> [Excerpted data]:

——————————

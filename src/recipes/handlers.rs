use axum::{
    extract::{DefaultBodyLimit, Multipart, Path, Query, State},
    http::{HeaderMap, StatusCode},
    routing::{get, post},
    Json, Router,
};
use tracing::{info, instrument, warn};
use uuid::Uuid;

use crate::{
    auth::CurrentUser,
    error::ApiError,
    media,
    recipes::{
        dto::{
            CreateRecipeRequest, Pagination, RecipeDetail, RecipeImageResponse, RecipeSummary,
            UpdateRecipeRequest,
        },
        repo::Recipe,
        service,
    },
    state::AppState,
};

const UPLOAD_LIMIT_BYTES: usize = 20 * 1024 * 1024;

// --- public routers ---

pub fn read_routes() -> Router<AppState> {
    Router::new()
        .route("/recipes", get(list_recipes))
        .route("/recipes/:id", get(get_recipe))
}

pub fn write_routes() -> Router<AppState> {
    Router::new()
        .route("/recipes", post(create_recipe))
        .route(
            "/recipes/:id",
            axum::routing::put(update_recipe)
                .patch(update_recipe)
                .delete(delete_recipe),
        )
        .route(
            "/recipes/:id/upload-image",
            post(upload_image).layer(DefaultBodyLimit::max(UPLOAD_LIMIT_BYTES)),
        )
}

// --- handlers ---

#[instrument(skip(state, user))]
pub async fn list_recipes(
    State(state): State<AppState>,
    CurrentUser(user): CurrentUser,
    Query(p): Query<Pagination>,
) -> Result<Json<Vec<RecipeSummary>>, ApiError> {
    let recipes = service::list_recipes(&state.db, user.id, p.limit, p.offset).await?;
    Ok(Json(recipes))
}

#[instrument(skip(state, user))]
pub async fn get_recipe(
    State(state): State<AppState>,
    CurrentUser(user): CurrentUser,
    Path(id): Path<Uuid>,
) -> Result<Json<RecipeDetail>, ApiError> {
    let recipe = Recipe::find_for_user(&state.db, user.id, id)
        .await?
        .ok_or(ApiError::NotFound("recipe"))?;
    Ok(Json(service::load_detail(&state.db, recipe).await?))
}

#[instrument(skip(state, user, payload))]
pub async fn create_recipe(
    State(state): State<AppState>,
    CurrentUser(user): CurrentUser,
    Json(payload): Json<CreateRecipeRequest>,
) -> Result<(StatusCode, HeaderMap, Json<RecipeDetail>), ApiError> {
    let detail = service::create_recipe(&state.db, user.id, payload).await?;

    let mut headers = HeaderMap::new();
    if let Ok(location) = format!("/api/recipes/{}", detail.id).parse() {
        headers.insert(axum::http::header::LOCATION, location);
    }

    Ok((StatusCode::CREATED, headers, Json(detail)))
}

#[instrument(skip(state, user, payload))]
pub async fn update_recipe(
    State(state): State<AppState>,
    CurrentUser(user): CurrentUser,
    Path(id): Path<Uuid>,
    Json(payload): Json<UpdateRecipeRequest>,
) -> Result<Json<RecipeDetail>, ApiError> {
    let detail = service::update_recipe(&state.db, user.id, id, payload).await?;
    Ok(Json(detail))
}

#[instrument(skip(state, user))]
pub async fn delete_recipe(
    State(state): State<AppState>,
    CurrentUser(user): CurrentUser,
    Path(id): Path<Uuid>,
) -> Result<StatusCode, ApiError> {
    if !Recipe::delete(&state.db, user.id, id).await? {
        return Err(ApiError::NotFound("recipe"));
    }
    info!(user_id = %user.id, recipe_id = %id, "recipe deleted");
    Ok(StatusCode::NO_CONTENT)
}

/// POST /recipes/:id/upload-image (multipart, single `image` field).
#[instrument(skip(state, user, mp))]
pub async fn upload_image(
    State(state): State<AppState>,
    CurrentUser(user): CurrentUser,
    Path(id): Path<Uuid>,
    mut mp: Multipart,
) -> Result<Json<RecipeImageResponse>, ApiError> {
    // The recipe must exist (and be the caller's) before we accept bytes.
    let recipe = Recipe::find_for_user(&state.db, user.id, id)
        .await?
        .ok_or(ApiError::NotFound("recipe"))?;

    let mut upload = None;
    while let Some(field) = mp
        .next_field()
        .await
        .map_err(|_| ApiError::validation("image", "invalid multipart body"))?
    {
        if field.name() != Some("image") {
            continue;
        }
        let content_type = field
            .content_type()
            .map(|s| s.to_string())
            .unwrap_or_else(|| "application/octet-stream".into());
        let data = field
            .bytes()
            .await
            .map_err(|_| ApiError::validation("image", "could not read uploaded file"))?;
        upload = Some((content_type, data));
        break;
    }

    let Some((content_type, data)) = upload else {
        return Err(ApiError::validation("image", "this field is required"));
    };
    if data.is_empty() {
        return Err(ApiError::validation("image", "the submitted file is empty"));
    }
    let Some(ext) = media::ext_from_mime(&content_type) else {
        return Err(ApiError::validation("image", "unsupported image type"));
    };

    let key = media::recipe_image_key(ext);
    state.media.put(&key, data, &content_type).await?;

    let updated = Recipe::set_image(&state.db, user.id, recipe.id, &key)
        .await?
        .ok_or(ApiError::NotFound("recipe"))?;

    // Replaced images are orphans; losing one is not worth failing the request.
    if let Some(old) = recipe.image_path {
        if let Err(e) = state.media.delete(&old).await {
            warn!(error = %e, key = %old, "could not delete replaced image");
        }
    }

    info!(user_id = %user.id, recipe_id = %updated.id, key = %key, "image uploaded");
    Ok(Json(RecipeImageResponse {
        id: updated.id,
        image: media::public_url(&key),
    }))
}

——————————

> [Task goal]: If a line in the records contains "headers", report it.

> [Reply]:
    let mut headers = HeaderMap::new();
        headers.insert(axum::http::header::LOCATION, location);
    Ok((StatusCode::CREATED, headers, Json(detail)))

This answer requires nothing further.